The specific HAZWOPER training requirements that your courses must meet will depend upon whether your trainees perform emergency control and containment only, or whether they engage in "post-emergency response" or clean-up operations. Workers who perform only emergency response control and containment of a spill must be trained according to the requirements of 1910.120(q)(6). Workers engaged in post emergency oil spill clean-up operations, however, must be trained according to 1910.120(q)(11). Furthermore, if post-emergency response clean-up workers do not engage in this work on a recurring basis and are involved in work with a "low magnitude of risk," they may require fewer hours of training, as indicated in OSHA's compliance instruction, CPL 2-2.51. Your "Training Requirements" section on pages 11-8 through 11-10 of your manual suggests that you are aware of these distinctions, but neither your letter nor your manual indicate what training audience(s) you anticipate or what your course(s) would include. As a general recommendation, it would be advisable to know which OSHA regulations apply to the audience(s) you train and to tailor your courses to meet their needs.

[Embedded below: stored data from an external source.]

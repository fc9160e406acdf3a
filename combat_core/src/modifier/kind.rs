//! The closed set of modifier kinds the engine understands

use serde::{Deserialize, Serialize};

/// Every numeric adjustment the stat pipeline and attack resolution consult.
///
/// Kinds ending in `Percent` are summed and applied once via
/// `apply_modifier`; kinds ending in `Flat` are summed and scaled by
/// `number_multiplier`. Boolean-like kinds (`CantMiss`, `HalveResistance`,
/// ...) are treated as active when their summed value is positive.
#[derive(Debug, Clone, Copy, PartialEq, Eq, Hash, Serialize, Deserialize)]
#[serde(rename_all = "snake_case")]
pub enum ModifierKind {
    // === Stat pipeline ===
    MaxHitpointsFlat,
    MaxHitpointsPercent,
    MaxBarrierFlat,
    MaxBarrierPercent,
    AttackIntervalFlat,
    AttackIntervalPercent,
    AccuracyPercent,
    /// Scoped by attack type (melee/ranged/magic evasion)
    EvasionPercent,
    MaxHitFlat,
    MaxHitPercent,
    MinHitFlat,
    MinHitPercentOfMaxHit,
    /// Scoped by damage type, optionally also by attack type
    ResistanceFlat,
    ResistancePercent,
    HalveResistance,
    MagicDamagePercent,

    // === Hit resolution ===
    CantMiss,
    CantEvade,
    CantAttack,
    DisableSpecialAttacks,
    /// Extra independent hit-chance rolls (total rolls cap at 2)
    ExtraHitRolls,
    DodgeChance,
    /// A total of 100+ on the defender forces an evade
    Protection,
    ConvertMissToHitChance,

    // === Damage calculation ===
    DamageDealtPercent,
    DamageTakenPercent,
    /// Percent damage per active effect on the target
    DamageDealtPerEffectPercent,
    DragonbreathDamagePercent,
    FlatDamageBonus,
    /// Flat bonus equal to a percent of own max hitpoints, capped
    DamageFromMaxHpPercent,
    CritChance,
    /// Added to the base crit bonus percent
    CritBonusPercent,

    // === On-hit extras ===
    LifestealPercent,
    HealingWhenHitFlat,
    ReflectPercent,
    ReflectFlat,
    /// Reflect a uniform roll in [0, value * number_multiplier]
    ReflectRandomFlat,
    /// Percent-of-max-HP self damage dealt back to the attacker
    SelfHitPercentMaxHp,
    BarrierDrainFlat,
    SelfDamageOnHitFlat,
    SelfDamageFirstMissPercent,
    SelfDamageFirstAttackPercent,

    // === Effect application ===
    /// Chance to ignore an incoming effect; scoped by effect group.
    /// A total of 100+ ignores unconditionally.
    EffectIgnoreChance,
    /// Scoped by attack type: immune to effects from that style
    AttackTypeImmunity,
    /// Immune to effects while the attacker fights a different style
    OtherStyleImmunity,
}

In addition to that suggestion, we can offer the following observations:

-Numerical references to OSHA standards are noticeably absent from your manual (e.g. 29 CFR 1910.120 for HAZWOPER, 1910.146 for Confined Spaces, 1910.1200 for Hazard Communication, 1910.1030 for Bloodborne Pathogens). It is important to cite the OSHA regulations in which your attendees will be trained so that both employers and employees are aware that the specific regulations exist and where they can be found.

-The health hazards of chemical dispersants are not addressed. Hazard communication requirements for these substances should be reviewed and included as applicable.

-Respiratory protection does not appear to be addressed in your manual although the requirements of 1910.134 certainly apply to oil spill responders and should be included in health and safety training.

From your prior correspondence with this office, you are probably aware that OSHA does not yet approve training programs. The proposed Accreditation of Training Programs for Hazardous Waste Operations standard (29 CFR 1910.121) is in rule making. This past August, however, OSHA did publish HAZWOPER Training Curriculum Guidelines as a non-mandatory appendix to 29 CFR 1910.120. Emergency responder training is included in these guidelines, published as Appendix E to 1910.120, and a copy is enclosed. You may find this to be a useful checklist for reviewing your curricula against regulatory requirements.

We also suggest that you contact the Coast Guard for assistance with their health and safety training requirements. The Coast Guard can provide, at no charge, a copy of their "Training Reference for Oil Spill Response," published jointly this past August by the Coast Guard, EPA, and the Minerals Management Service. This document cites training requirements, provides decision logic for determining training needs, and presents course outlines and sample lesson plans. You can reach the Coast Guard at the following address and phone number:

Commandant G-MEP-4 Training Preparedness Branch Marine Environmental Protection Division U.S. Coast Guard 2100 2nd Street, N.W. Attn: Ensign Jeanne Reincke Washington, D.C. 20593 Telephone: (202) 267-2865

We hope this information is useful and encourage your interest in providing effective emergency responder training. Please contact the Office of Health Compliance Assistance at (202) 219-8036 if you need additional assistance.

Sincerely,

John B. Miles, Jr., Director Directorate of Compliance Programs

Enclosure

October 6, 1994

Don A. Alberts, Ph.D. All Points Associates, Inc. World-Wide Environmental and Safety Consultant Firm 3309 Peru Center Road Monroeville, Ohio 44847-9799

Dear Dr. Alberts:

We have received your letter of September 19, addressed to Robert B. Reich, Secretary of Labor. Your letter was forwarded to the Occupational Safety and Health Administration (OSHA) for review of your manual "Major Oil Spill and Safety Manual."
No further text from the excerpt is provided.